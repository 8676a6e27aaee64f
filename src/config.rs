use std::path::{Path, PathBuf};

use anyhow::Context;
use serde::Deserialize;

pub const CONFIG_FILENAME: &str = "scitex-translator.toml";
pub const CONFIG_ENV: &str = "SCITEX_TRANSLATOR_CONFIG";

pub const DEFAULT_ENDPOINT: &str = "https://api.proxyapi.ru/openai/v1/chat/completions";
pub const DEFAULT_API_KEY_ENV: &str = "PROXY_API_KEY";
/// Overrides `[api] endpoint` when set.
pub const ENDPOINT_ENV: &str = "PROXY_API_URL";
pub const DEFAULT_MODEL: &str = "gpt-4o";
pub const DEFAULT_MODELS: &[&str] = &["gpt-4o", "gpt-4.1"];

pub const DEFAULT_EXCLUDE_EXTENSIONS: &[&str] = &["bib", "bst", "cls", "sty"];
pub const DEFAULT_EXCLUDE_FILENAMES: &[&str] = &[
    "macros.tex",
    "definitions.tex",
    "preamble.tex",
    "commands.tex",
    "newcommands.tex",
    "defs.tex",
];

#[derive(Clone, Debug, Deserialize, Default)]
pub struct AppConfig {
    #[serde(default)]
    pub api: ApiSection,
    #[serde(default)]
    pub pipeline: PipelineSection,
    #[serde(default)]
    pub prompts: PromptsSection,
    #[serde(default)]
    pub archive: ArchiveSection,
}

#[derive(Clone, Debug, Deserialize, Default)]
pub struct ApiSection {
    /// OpenAI-compatible chat-completions URL.
    #[serde(default)]
    pub endpoint: Option<String>,
    /// Name of the environment variable holding the bearer key.
    #[serde(default)]
    pub api_key_env: Option<String>,
    #[serde(default)]
    pub model: Option<String>,
    /// Models known to work with the endpoint; `--model` outside this list only warns.
    #[serde(default)]
    pub models: Option<Vec<String>>,
    #[serde(default)]
    pub max_tokens: Option<u32>,
    #[serde(default)]
    pub temperature: Option<f32>,
    #[serde(default)]
    pub top_p: Option<f32>,
    #[serde(default)]
    pub timeout_secs: Option<u64>,
    #[serde(default)]
    pub retries: Option<usize>,
    #[serde(default)]
    pub retry_delay_ms: Option<u64>,
    #[serde(default)]
    pub rate_limit_delay_ms: Option<u64>,
}

#[derive(Clone, Debug, Deserialize, Default)]
pub struct PipelineSection {
    /// Estimated-token budget per translated chunk.
    #[serde(default)]
    pub chunk_tokens: Option<usize>,
    #[serde(default)]
    pub output_dir: Option<String>,
    #[serde(default)]
    pub output_suffix: Option<String>,
    #[serde(default)]
    pub source_lang: Option<String>,
    #[serde(default)]
    pub target_lang: Option<String>,

    /// Write masked text and placeholder tables for each LaTeX document.
    #[serde(default)]
    pub trace: Option<bool>,
    #[serde(default)]
    pub trace_dir: Option<String>,
}

#[derive(Clone, Debug, Deserialize, Default)]
pub struct PromptsSection {
    #[serde(default)]
    pub translate: Option<String>,
}

#[derive(Clone, Debug, Deserialize, Default)]
pub struct ArchiveSection {
    #[serde(default)]
    pub exclude_extensions: Option<Vec<String>>,
    #[serde(default)]
    pub exclude_filenames: Option<Vec<String>>,
}

pub fn find_file_upwards(start_dir: &Path, filename: &str, max_levels: usize) -> Option<PathBuf> {
    let mut dir = start_dir;
    for _ in 0..=max_levels {
        let candidate = dir.join(filename);
        if candidate.exists() {
            return Some(candidate);
        }
        dir = dir.parent()?;
    }
    None
}

/// Looks for the config above the working directory, then above `workdir` (the input's
/// directory), then next to the executable.
pub fn find_default_config(workdir: &Path, filename: &str) -> Option<PathBuf> {
    if let Ok(cwd) = std::env::current_dir() {
        if let Some(p) = find_file_upwards(&cwd, filename, 8) {
            return Some(p);
        }
    }
    if let Some(p) = find_file_upwards(workdir, filename, 8) {
        return Some(p);
    }
    if let Ok(exe) = std::env::current_exe() {
        if let Some(dir) = exe.parent() {
            if let Some(p) = find_file_upwards(dir, filename, 10) {
                return Some(p);
            }
        }
    }
    None
}

pub fn load_config(path: &Path) -> anyhow::Result<AppConfig> {
    let text = std::fs::read_to_string(path)
        .with_context(|| format!("read config: {}", path.display()))?;
    let cfg: AppConfig = toml::from_str(&text).context("parse config toml")?;
    Ok(cfg)
}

> Brief: Retype the first line of the entries and every line after it, please, through the line that contains "pub const CONFIG_ENV: &str". Add nothing.

> Task solution:
repository 8676a6e27aaee64f
filename src/config.rs
use std::path::{Path, PathBuf};

use anyhow::Context;
use serde::Deserialize;

pub const CONFIG_FILENAME: &str = "scitex-translator.toml";
pub const CONFIG_ENV: &str = "SCITEX_TRANSLATOR_CONFIG";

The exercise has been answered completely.